* What you should do
For this exercise, copy out each line of the material below that includes "MemberResponse".

── Information given ──

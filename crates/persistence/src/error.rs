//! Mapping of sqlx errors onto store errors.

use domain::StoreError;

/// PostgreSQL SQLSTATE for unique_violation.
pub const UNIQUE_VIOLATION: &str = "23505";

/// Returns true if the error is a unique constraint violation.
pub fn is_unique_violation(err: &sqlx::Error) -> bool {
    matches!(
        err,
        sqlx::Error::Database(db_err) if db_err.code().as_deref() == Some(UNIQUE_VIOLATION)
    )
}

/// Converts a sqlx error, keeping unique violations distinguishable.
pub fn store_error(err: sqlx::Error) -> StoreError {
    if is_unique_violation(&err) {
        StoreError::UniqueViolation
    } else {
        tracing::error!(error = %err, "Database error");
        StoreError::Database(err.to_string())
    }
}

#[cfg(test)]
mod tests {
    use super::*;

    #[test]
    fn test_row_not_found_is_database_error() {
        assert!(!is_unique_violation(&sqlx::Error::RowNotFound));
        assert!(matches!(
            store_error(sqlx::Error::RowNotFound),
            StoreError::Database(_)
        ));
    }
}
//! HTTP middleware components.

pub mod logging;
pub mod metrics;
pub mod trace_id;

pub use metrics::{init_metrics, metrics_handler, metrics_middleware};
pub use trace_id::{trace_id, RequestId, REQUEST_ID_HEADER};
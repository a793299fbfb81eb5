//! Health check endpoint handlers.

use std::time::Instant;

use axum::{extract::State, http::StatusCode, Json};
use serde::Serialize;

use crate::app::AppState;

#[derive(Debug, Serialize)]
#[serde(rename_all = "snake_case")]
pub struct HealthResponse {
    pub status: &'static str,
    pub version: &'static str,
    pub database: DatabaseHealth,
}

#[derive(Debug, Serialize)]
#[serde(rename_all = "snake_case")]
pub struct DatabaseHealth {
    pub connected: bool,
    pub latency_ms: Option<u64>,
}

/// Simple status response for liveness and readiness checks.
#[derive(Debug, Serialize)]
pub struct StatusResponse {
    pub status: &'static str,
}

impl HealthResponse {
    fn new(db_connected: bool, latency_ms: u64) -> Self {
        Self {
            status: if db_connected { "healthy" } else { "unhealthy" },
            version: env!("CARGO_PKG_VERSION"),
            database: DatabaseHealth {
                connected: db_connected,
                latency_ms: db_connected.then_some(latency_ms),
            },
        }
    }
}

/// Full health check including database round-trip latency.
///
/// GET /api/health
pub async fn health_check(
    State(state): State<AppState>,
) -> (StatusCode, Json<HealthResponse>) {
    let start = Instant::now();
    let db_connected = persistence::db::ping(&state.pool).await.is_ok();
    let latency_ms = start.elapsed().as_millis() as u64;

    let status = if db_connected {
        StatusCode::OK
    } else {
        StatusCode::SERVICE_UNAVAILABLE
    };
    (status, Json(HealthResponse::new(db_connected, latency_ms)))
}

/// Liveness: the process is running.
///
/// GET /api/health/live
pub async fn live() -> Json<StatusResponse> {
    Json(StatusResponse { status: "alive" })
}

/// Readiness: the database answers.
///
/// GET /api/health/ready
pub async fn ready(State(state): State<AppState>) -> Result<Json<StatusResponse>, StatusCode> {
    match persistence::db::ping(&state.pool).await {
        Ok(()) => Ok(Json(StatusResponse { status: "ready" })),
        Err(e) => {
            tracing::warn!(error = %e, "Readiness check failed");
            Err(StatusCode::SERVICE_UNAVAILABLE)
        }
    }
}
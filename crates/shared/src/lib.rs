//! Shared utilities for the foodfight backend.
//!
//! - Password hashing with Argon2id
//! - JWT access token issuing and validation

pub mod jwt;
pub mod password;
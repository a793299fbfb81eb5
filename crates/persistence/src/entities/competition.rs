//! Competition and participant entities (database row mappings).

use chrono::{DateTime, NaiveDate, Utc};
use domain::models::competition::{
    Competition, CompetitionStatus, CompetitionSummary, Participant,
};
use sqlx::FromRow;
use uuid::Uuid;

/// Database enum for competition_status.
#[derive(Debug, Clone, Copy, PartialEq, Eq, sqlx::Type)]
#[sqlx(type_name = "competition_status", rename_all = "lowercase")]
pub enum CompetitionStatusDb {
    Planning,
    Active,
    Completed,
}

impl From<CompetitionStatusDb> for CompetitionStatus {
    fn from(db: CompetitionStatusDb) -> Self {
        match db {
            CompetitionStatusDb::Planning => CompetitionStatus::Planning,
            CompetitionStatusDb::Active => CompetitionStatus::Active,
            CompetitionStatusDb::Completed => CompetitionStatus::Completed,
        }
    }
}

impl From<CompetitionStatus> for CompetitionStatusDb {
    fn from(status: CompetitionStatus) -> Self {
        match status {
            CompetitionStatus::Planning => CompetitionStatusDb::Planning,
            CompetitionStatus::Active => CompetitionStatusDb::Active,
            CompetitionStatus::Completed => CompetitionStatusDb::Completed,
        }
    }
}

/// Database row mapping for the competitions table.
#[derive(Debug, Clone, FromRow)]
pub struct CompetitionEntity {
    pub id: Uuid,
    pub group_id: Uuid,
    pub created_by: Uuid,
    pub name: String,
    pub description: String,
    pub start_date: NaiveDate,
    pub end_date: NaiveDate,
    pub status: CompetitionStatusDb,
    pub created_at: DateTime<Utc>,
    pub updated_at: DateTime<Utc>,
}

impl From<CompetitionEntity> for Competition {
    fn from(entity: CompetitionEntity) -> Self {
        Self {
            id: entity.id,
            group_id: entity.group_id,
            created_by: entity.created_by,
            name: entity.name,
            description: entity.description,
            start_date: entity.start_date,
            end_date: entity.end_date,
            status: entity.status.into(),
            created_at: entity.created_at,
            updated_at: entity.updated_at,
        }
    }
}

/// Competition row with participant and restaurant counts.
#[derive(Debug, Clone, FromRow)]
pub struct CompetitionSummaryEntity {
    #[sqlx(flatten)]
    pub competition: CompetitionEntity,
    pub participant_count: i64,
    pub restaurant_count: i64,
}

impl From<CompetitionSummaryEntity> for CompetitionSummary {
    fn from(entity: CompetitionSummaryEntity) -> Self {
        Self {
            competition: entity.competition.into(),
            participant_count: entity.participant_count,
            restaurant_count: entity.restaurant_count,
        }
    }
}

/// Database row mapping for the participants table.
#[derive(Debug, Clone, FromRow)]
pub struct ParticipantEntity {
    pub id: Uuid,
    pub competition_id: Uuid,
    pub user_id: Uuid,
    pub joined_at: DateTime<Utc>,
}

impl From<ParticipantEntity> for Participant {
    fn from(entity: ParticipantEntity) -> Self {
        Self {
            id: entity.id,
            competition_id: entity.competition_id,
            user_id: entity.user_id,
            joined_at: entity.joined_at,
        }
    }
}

───
── Information given ──

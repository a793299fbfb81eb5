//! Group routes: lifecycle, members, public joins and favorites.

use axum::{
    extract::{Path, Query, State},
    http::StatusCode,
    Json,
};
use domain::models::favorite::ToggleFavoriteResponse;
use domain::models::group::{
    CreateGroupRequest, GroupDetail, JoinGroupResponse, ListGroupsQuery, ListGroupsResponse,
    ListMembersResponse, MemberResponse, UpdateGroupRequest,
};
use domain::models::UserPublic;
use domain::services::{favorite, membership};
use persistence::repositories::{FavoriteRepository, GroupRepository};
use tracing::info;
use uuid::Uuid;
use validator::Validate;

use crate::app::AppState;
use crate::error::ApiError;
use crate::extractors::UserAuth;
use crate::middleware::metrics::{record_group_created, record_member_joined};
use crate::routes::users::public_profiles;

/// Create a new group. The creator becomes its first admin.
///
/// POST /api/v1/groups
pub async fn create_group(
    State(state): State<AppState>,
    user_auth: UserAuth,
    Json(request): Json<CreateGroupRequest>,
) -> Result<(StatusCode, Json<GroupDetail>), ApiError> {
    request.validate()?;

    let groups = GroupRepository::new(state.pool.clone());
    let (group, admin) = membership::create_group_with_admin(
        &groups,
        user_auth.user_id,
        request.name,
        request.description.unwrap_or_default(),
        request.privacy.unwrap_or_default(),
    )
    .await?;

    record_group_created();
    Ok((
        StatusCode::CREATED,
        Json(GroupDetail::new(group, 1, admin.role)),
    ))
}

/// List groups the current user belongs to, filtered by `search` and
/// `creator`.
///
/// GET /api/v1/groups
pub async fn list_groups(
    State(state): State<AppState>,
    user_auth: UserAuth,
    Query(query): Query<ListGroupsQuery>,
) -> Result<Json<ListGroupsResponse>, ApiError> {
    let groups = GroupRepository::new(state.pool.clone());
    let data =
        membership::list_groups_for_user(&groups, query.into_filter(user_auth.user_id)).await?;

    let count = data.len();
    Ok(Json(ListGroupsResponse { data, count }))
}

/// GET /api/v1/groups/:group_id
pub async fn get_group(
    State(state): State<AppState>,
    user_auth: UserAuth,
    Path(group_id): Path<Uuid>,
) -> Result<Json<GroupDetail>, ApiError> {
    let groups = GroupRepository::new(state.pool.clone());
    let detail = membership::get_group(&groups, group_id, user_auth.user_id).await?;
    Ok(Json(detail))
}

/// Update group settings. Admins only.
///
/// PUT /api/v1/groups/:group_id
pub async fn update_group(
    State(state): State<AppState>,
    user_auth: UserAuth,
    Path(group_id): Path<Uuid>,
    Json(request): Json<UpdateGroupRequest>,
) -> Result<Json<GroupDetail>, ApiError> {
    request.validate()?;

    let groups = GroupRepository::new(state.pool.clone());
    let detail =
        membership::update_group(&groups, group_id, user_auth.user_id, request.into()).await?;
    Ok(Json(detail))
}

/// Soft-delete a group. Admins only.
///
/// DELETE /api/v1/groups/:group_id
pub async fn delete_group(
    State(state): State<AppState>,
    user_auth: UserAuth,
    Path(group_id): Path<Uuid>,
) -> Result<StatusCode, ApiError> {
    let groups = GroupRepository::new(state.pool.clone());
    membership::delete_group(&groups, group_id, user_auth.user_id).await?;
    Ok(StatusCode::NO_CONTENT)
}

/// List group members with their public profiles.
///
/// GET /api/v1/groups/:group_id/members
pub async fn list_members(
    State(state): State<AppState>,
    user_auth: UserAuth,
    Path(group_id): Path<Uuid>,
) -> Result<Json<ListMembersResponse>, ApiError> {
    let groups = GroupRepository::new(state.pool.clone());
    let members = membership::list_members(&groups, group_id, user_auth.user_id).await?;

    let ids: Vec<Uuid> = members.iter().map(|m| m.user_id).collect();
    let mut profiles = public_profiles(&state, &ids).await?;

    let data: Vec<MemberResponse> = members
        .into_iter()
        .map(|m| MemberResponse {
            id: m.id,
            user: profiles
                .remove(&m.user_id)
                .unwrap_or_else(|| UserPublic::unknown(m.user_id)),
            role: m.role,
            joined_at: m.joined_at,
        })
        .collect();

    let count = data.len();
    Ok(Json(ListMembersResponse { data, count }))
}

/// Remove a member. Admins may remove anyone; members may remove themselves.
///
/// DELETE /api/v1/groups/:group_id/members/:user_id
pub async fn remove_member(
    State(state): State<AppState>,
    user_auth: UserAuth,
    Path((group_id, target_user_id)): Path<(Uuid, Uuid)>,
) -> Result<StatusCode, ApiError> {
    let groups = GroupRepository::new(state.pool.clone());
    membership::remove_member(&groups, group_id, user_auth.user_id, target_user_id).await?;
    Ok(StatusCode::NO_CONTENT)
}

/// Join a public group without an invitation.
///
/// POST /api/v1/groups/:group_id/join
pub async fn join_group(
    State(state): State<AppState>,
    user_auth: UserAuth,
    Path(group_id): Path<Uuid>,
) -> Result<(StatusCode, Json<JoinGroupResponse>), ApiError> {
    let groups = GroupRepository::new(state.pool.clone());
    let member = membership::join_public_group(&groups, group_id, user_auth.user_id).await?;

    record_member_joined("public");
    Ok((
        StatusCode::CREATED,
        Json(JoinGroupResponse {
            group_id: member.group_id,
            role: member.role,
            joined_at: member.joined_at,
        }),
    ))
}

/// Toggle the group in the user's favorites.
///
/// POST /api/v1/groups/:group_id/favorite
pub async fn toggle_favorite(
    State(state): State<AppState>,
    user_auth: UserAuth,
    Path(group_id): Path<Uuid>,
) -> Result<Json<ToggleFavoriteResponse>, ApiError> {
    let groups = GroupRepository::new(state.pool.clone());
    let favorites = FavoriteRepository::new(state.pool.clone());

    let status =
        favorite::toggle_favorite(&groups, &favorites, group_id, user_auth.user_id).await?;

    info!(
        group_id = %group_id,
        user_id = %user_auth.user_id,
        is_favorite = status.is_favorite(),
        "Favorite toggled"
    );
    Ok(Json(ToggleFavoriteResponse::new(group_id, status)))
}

───
── Information given ──

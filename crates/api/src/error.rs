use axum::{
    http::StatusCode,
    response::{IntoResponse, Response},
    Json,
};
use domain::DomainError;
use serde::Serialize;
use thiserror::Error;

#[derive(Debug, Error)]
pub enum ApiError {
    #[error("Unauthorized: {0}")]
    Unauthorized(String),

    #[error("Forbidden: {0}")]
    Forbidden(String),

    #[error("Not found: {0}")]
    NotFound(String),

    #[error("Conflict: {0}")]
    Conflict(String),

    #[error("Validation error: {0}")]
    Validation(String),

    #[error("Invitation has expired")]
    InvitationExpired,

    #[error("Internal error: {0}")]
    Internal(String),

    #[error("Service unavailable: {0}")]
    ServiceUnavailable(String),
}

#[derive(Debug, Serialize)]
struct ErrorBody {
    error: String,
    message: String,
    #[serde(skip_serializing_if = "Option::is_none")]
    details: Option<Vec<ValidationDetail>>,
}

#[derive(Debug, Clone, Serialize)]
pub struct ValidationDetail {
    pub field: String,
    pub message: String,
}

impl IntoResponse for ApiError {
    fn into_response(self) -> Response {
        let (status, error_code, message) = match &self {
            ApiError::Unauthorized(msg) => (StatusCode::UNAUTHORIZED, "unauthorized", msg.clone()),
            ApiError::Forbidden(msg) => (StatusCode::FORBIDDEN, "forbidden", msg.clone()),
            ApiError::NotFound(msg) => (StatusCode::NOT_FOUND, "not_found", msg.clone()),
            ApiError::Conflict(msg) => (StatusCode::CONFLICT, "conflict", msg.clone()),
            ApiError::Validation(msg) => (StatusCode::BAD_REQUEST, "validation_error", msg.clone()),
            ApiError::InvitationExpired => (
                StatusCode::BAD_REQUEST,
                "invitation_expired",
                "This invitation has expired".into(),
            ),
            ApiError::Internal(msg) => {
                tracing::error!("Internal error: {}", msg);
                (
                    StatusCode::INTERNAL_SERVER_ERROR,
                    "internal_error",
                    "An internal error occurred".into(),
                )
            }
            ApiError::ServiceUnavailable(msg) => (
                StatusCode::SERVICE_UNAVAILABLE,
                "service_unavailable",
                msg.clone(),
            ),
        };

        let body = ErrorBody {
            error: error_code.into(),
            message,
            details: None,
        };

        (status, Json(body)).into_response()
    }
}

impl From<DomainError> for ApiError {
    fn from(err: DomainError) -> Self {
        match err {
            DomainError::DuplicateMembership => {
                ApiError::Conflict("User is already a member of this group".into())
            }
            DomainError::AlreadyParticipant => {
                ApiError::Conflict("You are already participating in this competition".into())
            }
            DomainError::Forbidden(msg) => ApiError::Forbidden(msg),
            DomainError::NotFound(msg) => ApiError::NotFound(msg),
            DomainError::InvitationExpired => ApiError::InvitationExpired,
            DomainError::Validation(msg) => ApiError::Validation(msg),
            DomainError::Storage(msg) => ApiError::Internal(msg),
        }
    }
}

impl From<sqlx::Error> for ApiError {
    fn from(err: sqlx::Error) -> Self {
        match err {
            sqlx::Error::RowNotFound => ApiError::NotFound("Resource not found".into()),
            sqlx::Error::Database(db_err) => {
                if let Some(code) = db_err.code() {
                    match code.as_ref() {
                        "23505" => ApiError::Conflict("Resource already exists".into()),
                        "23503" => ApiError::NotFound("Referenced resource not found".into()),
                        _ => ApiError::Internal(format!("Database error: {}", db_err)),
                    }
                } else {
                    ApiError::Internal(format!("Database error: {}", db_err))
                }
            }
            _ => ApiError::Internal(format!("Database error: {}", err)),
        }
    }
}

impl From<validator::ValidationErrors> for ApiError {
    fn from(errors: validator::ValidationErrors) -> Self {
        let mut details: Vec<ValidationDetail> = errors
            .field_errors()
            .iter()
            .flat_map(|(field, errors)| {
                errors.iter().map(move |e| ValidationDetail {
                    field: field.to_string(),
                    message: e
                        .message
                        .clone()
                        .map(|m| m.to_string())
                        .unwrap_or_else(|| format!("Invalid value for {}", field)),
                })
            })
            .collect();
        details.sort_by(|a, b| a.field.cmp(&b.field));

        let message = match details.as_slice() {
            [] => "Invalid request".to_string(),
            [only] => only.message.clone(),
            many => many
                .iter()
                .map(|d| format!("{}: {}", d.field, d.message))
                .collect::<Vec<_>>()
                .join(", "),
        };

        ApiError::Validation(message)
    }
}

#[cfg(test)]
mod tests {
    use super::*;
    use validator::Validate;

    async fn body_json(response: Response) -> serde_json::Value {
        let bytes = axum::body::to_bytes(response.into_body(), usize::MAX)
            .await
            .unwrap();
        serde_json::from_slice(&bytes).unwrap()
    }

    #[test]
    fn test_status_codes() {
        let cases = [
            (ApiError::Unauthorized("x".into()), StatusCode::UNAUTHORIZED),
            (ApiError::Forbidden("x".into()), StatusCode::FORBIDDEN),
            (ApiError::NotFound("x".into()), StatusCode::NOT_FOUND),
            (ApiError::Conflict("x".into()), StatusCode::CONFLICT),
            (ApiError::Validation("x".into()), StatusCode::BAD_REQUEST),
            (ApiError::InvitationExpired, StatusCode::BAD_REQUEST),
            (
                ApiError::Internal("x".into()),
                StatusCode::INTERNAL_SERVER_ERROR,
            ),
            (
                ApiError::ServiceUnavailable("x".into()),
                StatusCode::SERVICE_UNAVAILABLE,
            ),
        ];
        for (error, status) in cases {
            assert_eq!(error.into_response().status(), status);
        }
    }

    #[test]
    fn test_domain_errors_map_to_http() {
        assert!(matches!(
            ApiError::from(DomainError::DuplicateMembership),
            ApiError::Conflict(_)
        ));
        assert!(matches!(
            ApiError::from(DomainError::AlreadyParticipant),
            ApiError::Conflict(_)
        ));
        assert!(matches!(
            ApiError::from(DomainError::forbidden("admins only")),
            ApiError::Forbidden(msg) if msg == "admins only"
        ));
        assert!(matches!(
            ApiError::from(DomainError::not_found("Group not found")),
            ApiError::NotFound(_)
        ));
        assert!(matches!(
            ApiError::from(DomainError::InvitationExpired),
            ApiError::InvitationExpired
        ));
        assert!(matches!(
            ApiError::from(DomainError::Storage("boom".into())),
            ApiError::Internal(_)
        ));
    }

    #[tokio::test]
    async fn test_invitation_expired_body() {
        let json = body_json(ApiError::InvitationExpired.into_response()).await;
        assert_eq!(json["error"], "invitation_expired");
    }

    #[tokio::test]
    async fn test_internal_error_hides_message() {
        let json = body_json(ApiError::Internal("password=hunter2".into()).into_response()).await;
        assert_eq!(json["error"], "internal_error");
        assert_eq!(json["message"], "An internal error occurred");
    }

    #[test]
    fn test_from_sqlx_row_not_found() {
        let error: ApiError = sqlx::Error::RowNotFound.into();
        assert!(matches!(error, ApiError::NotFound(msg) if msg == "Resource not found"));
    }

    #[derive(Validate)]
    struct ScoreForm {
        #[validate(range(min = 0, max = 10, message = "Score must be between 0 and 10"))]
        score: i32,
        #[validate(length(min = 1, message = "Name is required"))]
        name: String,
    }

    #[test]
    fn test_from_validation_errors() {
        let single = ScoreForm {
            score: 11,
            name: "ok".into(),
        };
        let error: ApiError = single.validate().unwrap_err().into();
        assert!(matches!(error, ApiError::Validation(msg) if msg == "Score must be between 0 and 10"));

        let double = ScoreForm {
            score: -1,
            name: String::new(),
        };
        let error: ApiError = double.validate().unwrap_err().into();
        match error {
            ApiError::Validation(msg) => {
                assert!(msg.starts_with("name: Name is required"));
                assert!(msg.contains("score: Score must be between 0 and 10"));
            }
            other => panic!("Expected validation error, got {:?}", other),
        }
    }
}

───

* Response box
    ListMembersResponse, MemberResponse, UpdateGroupRequest,
    let data: Vec<MemberResponse> = members
        .map(|m| MemberResponse {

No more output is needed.